University of Osaka researchers discover iTab antibodies that selectively suppress overactive T cells, offering hope for targeted autoimmune disease therapies.

By: AXL Media

Published: Apr 23, 2026, 6:32 AM EDT

Source: Information for this report was sourced from EurekAlert!

Identifying a New Shield Against Autoimmunity

The complex machinery of the human immune system, while essential for fighting pathogens, occasionally malfunctions by targeting healthy tissue. This biological error is the root cause of autoimmune conditions like multiple sclerosis. However, researchers at The University of Osaka have uncovered a previously hidden regulatory mechanism that the body uses to calm these self-destructive impulses. By discovering a specific type of antibody that can physically block the activation of aggressive T cells, the team has identified a potential pathway for treating autoimmune disorders without compromising the patient’s overall ability to fight infections.

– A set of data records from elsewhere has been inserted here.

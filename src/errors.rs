use sea_orm::error::DbErr;
use serde::Serialize;
use thiserror::Error;

/// Unified error type for the ledger and valuation services.
///
/// Write-path errors are always fatal to the surrounding transaction;
/// the reporting paths catch `IncompatibleUnits` / `UnitNotFound` locally
/// and degrade instead of aborting the whole query.
#[derive(Error, Debug, Serialize)]
pub enum ServiceError {
    #[error("Database error: {0}")]
    DatabaseError(
        #[from]
        #[serde(skip)]
        DbErr,
    ),

    #[error("Not found: {0}")]
    NotFound(String),

    #[error("Validation error: {0}")]
    ValidationError(String),

    #[error("Invalid operation: {0}")]
    InvalidOperation(String),

    #[error("Internal error: {0}")]
    InternalError(String),

    #[error("Event error: {0}")]
    EventError(String),

    #[error("Unit {0} not found")]
    UnitNotFound(i64),

    #[error("Ingredient {0} not found")]
    IngredientNotFound(i64),

    #[error("Incompatible units: cannot convert {from_base} to {to_base}")]
    IncompatibleUnits { from_base: String, to_base: String },

    #[error("Transfer imbalance: {0}")]
    TransferImbalance(String),

    #[error("Configuration error: {0}")]
    ConfigError(String),
}

impl ServiceError {
    /// Helper for mapping `DbErr` in `map_err` chains.
    pub fn db_error(err: DbErr) -> Self {
        ServiceError::DatabaseError(err)
    }

    /// True for the unit-resolution failures the reporting pipeline is
    /// allowed to swallow (falling back to the raw quantity).
    pub fn is_unit_error(&self) -> bool {
        matches!(
            self,
            ServiceError::IncompatibleUnits { .. } | ServiceError::UnitNotFound(_)
        )
    }
}

impl From<validator::ValidationErrors> for ServiceError {
    fn from(errors: validator::ValidationErrors) -> Self {
        ServiceError::ValidationError(errors.to_string())
    }
}
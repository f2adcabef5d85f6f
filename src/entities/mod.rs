pub mod expense;
pub mod ingredient;
pub mod product;
pub mod recipe_line;
pub mod sale;
pub mod sale_item;
pub mod shop;
pub mod stock_balance;
pub mod stock_movement;
pub mod unit;
pub mod wastage_rule;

The Discovery of TCR-Like Antibodies

At the center of this breakthrough is a novel antibody classified as an "immune-induced TCR-like antibody," or iTab. Lead author Kazuki Kishida explains that these iTabs function by mimicking the receptors found on T cells. In a healthy immune response, T cells must "plug in" to MHC class II molecules to recognize threats. The iTabs intervene by latching onto these molecules first, effectively acting as a biological cap that prevents the T cell from ever becoming activated. This selective interference ensures that the immune response is shut down at its source before it can damage healthy cells.

Mechanism of Antigen Recognition

The research team utilized mouse models to determine exactly how the immune system decides to produce these protective iTabs. They found that the production of these antibodies is triggered when antigens—the protein fragments that T cells scan for—contain specific extra segments known as flanking regions. When the immune system encounters these specific protein structures, it generates iTabs to bind them. This discovery suggests that the body possesses an innate ability to recognize when an immune response might be unnecessary or harmful, producing iTabs as a localized "off switch" to maintain internal balance.